While most air travelers in Canada will likely want to forget their experiences from the spring and summer of 2022, governments, airports and airlines would be well-advised to spend the time, effort and resources required to conduct a thorough review of just how things went so off course, to ensure that what travelers experienced will never again be repeated.
Canadian travelers are patient. The vast majority follow the rules; they check in when recommended and they arrive at airports well-prepared. They also pay some of the highest user fees in the world. From the air traveler security charge to innumerable airport improvement fees, the federal government’s user-pay model means that Canadian travelers rarely get a break, even when the air transportation system lets them down.
While federal Transport Minister Omar Alghabra repeatedly claimed to take the delays and disruptions seriously this summer, the results of his efforts were hardly encouraging. From May to July, Toronto’s Pearson Airport earned the distinction of being the world’s most delayed airport, according to data compiled by flight tracking site FlightAware. By August, Pearson had only managed to improve its ranking to become the second-most delayed airport on Earth. Hardly an achievement worth celebrating.
That embarrassing accomplishment meant that in addition to huge numbers of inconvenienced Canadian travelers, the worldwide coverage of Canada’s air travel challenges also inflicted a massive black eye on the country’s tourism sector. While Canada still has an attractive product to offer tourists, the hassles of getting here and getting around may well prove too great a barrier for a tourism industry that is still struggling to recover from the pandemic.

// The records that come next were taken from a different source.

//! Key derivation, signing keys and verifying keys.

use core::fmt;

use curve::{EdwardsPoint, Group, Scalar, scalar};
use rand::Rng;
use serde::{Deserialize, Serialize};

use crate::constants::{PUBLIC_KEY_LENGTH, SECRET_KEY_LENGTH};
use crate::errors::SignatureError;
use crate::signatures::{Signature, hash, sign, verify_decoded};

/// Clamps 32 little-endian bytes into an X25519/Ed25519 scalar (RFC 7748).
///
/// Bits 0, 1, 2 and 255 are cleared and bit 254 is set, so the result is a
/// multiple of the cofactor 8 in `[2^254, 2^255)`.
pub fn decode_scalar(bytes: &[u8; 32]) -> Scalar {
    let mut clamped = *bytes;
    clamped[0] &= 248;
    clamped[31] &= 127;
    clamped[31] |= 64;
    scalar::from_bytes_le(&clamped)
}

/// The two halves of `SHA-512(secret)`: the clamped signing scalar and the
/// prefix that seeds nonce generation.
pub(crate) struct ExpandedSecret {
    pub(crate) scalar: Scalar,
    pub(crate) prefix: [u8; 32],
}

impl ExpandedSecret {
    pub(crate) fn from_secret(secret: &[u8; SECRET_KEY_LENGTH]) -> Self {
        let digest = hash(secret);
        let mut scalar_bytes = [0u8; 32];
        let mut prefix = [0u8; 32];
        scalar_bytes.copy_from_slice(&digest[..32]);
        prefix.copy_from_slice(&digest[32..]);

        Self {
            scalar: decode_scalar(&scalar_bytes),
            prefix,
        }
    }
}

/// The clamped scalar derived from `secret`.
pub fn private_key(secret: &[u8; SECRET_KEY_LENGTH]) -> Scalar {
    ExpandedSecret::from_secret(secret).scalar
}

/// The compressed public key `encode(B * private_key(secret))`.
pub fn public_key(secret: &[u8; SECRET_KEY_LENGTH]) -> Result<[u8; PUBLIC_KEY_LENGTH], SignatureError> {
    public_key_from_scalar(&private_key(secret))
}

pub(crate) fn public_key_from_scalar(
    private_scalar: &Scalar,
) -> Result<[u8; PUBLIC_KEY_LENGTH], SignatureError> {
    let point = EdwardsPoint::generator().scalar_mul(private_scalar)?;
    Ok(point.encode())
}

/// A secret signing key for creating Ed25519 signatures.
///
/// Only the 32-byte secret is stored; the scalar, nonce prefix and public key
/// are derived from it on every call.
///
/// # Example
///
/// ```
/// use eddsa::SigningKey;
///
/// let signing_key = SigningKey::from_bytes(&[7u8; 32]);
/// let signature = signing_key.sign(b"hello").expect("signing failed");
/// signing_key
///     .verifying_key()
///     .expect("derivation failed")
///     .verify(b"hello", &signature)
///     .expect("verification failed");
/// ```
#[derive(Clone, PartialEq, Eq, Serialize, Deserialize)]
pub struct SigningKey {
    secret: [u8; SECRET_KEY_LENGTH],
}

/// A public verifying key for checking Ed25519 signatures.
///
/// Holds both the 32-byte encoding and the decoded Edwards point.
#[derive(Clone, Debug, PartialEq, Eq, Serialize, Deserialize)]
#[serde(try_from = "[u8; 32]", into = "[u8; 32]")]
pub struct VerifyingKey {
    bytes: [u8; PUBLIC_KEY_LENGTH],
    point: EdwardsPoint,
}

impl SigningKey {
    /// Generates a random signing key using the provided random number generator.
    ///
    /// # Arguments
    ///
    /// * `rng` - A cryptographically secure random number generator
    pub fn random<R: Rng + ?Sized>(rng: &mut R) -> Self {
        Self {
            secret: rng.random(),
        }
    }

    pub fn from_bytes(secret: &[u8; SECRET_KEY_LENGTH]) -> Self {
        Self { secret: *secret }
    }

    pub fn as_bytes(&self) -> &[u8; SECRET_KEY_LENGTH] {
        &self.secret
    }

    /// The clamped scalar `a` with `A = B * a`.
    pub fn private_scalar(&self) -> Scalar {
        private_key(&self.secret)
    }

    /// Derives the public verifying key from this signing key.
    pub fn verifying_key(&self) -> Result<VerifyingKey, SignatureError> {
        let bytes = public_key(&self.secret)?;
        VerifyingKey::from_bytes(&bytes)
    }

    /// Signs a message using this signing key.
    ///
    /// Signing is deterministic: the nonce is derived from the secret and the
    /// message, so the same inputs always produce the same signature.
    pub fn sign(&self, msg: &[u8]) -> Result<Signature, SignatureError> {
        sign(msg, &self.secret, None)
    }
}

impl fmt::Debug for SigningKey {
    fn fmt(&self, f: &mut fmt::Formatter<'_>) -> fmt::Result {
        f.debug_struct("SigningKey").finish_non_exhaustive()
    }
}

impl VerifyingKey {
    /// Decodes a compressed public key.
    ///
    /// Fails with [`SignatureError::InvalidLength`] if `bytes` is not 32 bytes
    /// long and [`SignatureError::InvalidEncoding`] if it is not a point.
    pub fn from_bytes(bytes: &[u8]) -> Result<Self, SignatureError> {
        let bytes: [u8; PUBLIC_KEY_LENGTH] =
            bytes.try_into().map_err(|_| SignatureError::InvalidLength {
                what: "public key",
                expected: PUBLIC_KEY_LENGTH,
                actual: bytes.len(),
            })?;
        let point = EdwardsPoint::decode(&bytes).map_err(|_| SignatureError::InvalidEncoding)?;
        Ok(Self { bytes, point })
    }

    pub fn as_bytes(&self) -> &[u8; PUBLIC_KEY_LENGTH] {
        &self.bytes
    }

    pub fn point(&self) -> &EdwardsPoint {
        &self.point
    }

    /// Verifies a signature on a message using this verifying key.
    ///
    /// Returns `Ok(())` if `B * s == R + A * k` with `k = H(R || A || msg) mod l`.
    pub fn verify(&self, msg: &[u8], sig: &Signature) -> Result<(), SignatureError> {
        verify_decoded(msg, sig, &self.bytes, &self.point)
    }
}

impl TryFrom<&SigningKey> for VerifyingKey {
    type Error = SignatureError;

    fn try_from(sk: &SigningKey) -> Result<Self, Self::Error> {
        sk.verifying_key()
    }
}

impl TryFrom<[u8; 32]> for VerifyingKey {
    type Error = SignatureError;

    fn try_from(bytes: [u8; 32]) -> Result<Self, Self::Error> {
        VerifyingKey::from_bytes(&bytes)
    }
}

impl From<VerifyingKey> for [u8; 32] {
    fn from(vk: VerifyingKey) -> Self {
        vk.bytes
    }
}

Despite the intense national attention and all the apparent effort, why were meaningful improvements so hard to come by?
The answer lies in the solutions that were pursued by the federal government. When airports, airlines and industry observers pinpointed federal airport service failures, such as traveler security screening or customs processing, as the reasons for most of the bottlenecks, the federal response was to reject solutions proposed by outside observers. Instead, the government focused all its efforts on attempting to change traveler behaviour, such as recommending three-hour check-in times, and by simply adding more airport security screeners and customs and immigration officers to address the bottlenecks. By not fixing the core process failures which caused the delays and disruptions, the government chose to apply band-aids when far more serious intervention was needed.
With the end of the summer travel peak, now is the time for the federal government to use the relative calm to better prepare itself for the travel peaks to come. Unless it believes it has limitless resources to continue to simply add more personnel to solve its problems, the government needs to switch gears and have a serious look at the governance models and processes that resulted in a period of sustained air-travel hell.
The government needs to be open to changing things that don’t work – for example, an air-traveler screening governance model that involves far too many players and blurs the lines of accountability. Instead, it should introduce new processes, such as expedited pre-board screening for trusted travelers, similar to the U.S. Transport Security Administration’s PreCheck program.
Canada also needs to regain its global leadership in the use of data and technology to expedite border clearance. For years, the Canada Border Services Agency pioneered the use of technology and data to introduce innovative ways of processing travelers entering the country. That leadership position has waned. Other jurisdictions, such as Britain, have since leapfrogged Canada and introduced innovative tools such as e-gates, where border authorities use passenger information to vet international travelers while they are in flight. On arrival, travelers are electronically screened and admitted without the need to even see a border officer. Toronto’s Pearson introduced e-gates this summer, but we need to see a wider adoption of this technology.
The government should also compel change-resistant agencies, such as the Canadian Air Transportation Security Authority, to more quickly adapt to new technologies. These might include computed tomography (CT) X-ray systems, which create rotatable 3D images of items packed in carry-on bags, and Liquid Explosive Detection Systems (LEDS) or trace detectors, which allow screeners to better identify restricted items and reduce the incidence of false alarms requiring secondary inspections.
While the summer’s travel disruptions are now largely behind us, complacency will ensure that the next disruptions are just around the corner. The key players involved in the air transportation system, especially the federal government, would be well advised to use the time before the next travel peak to learn the lessons from this past summer and implement the changes necessary to fix a broken system.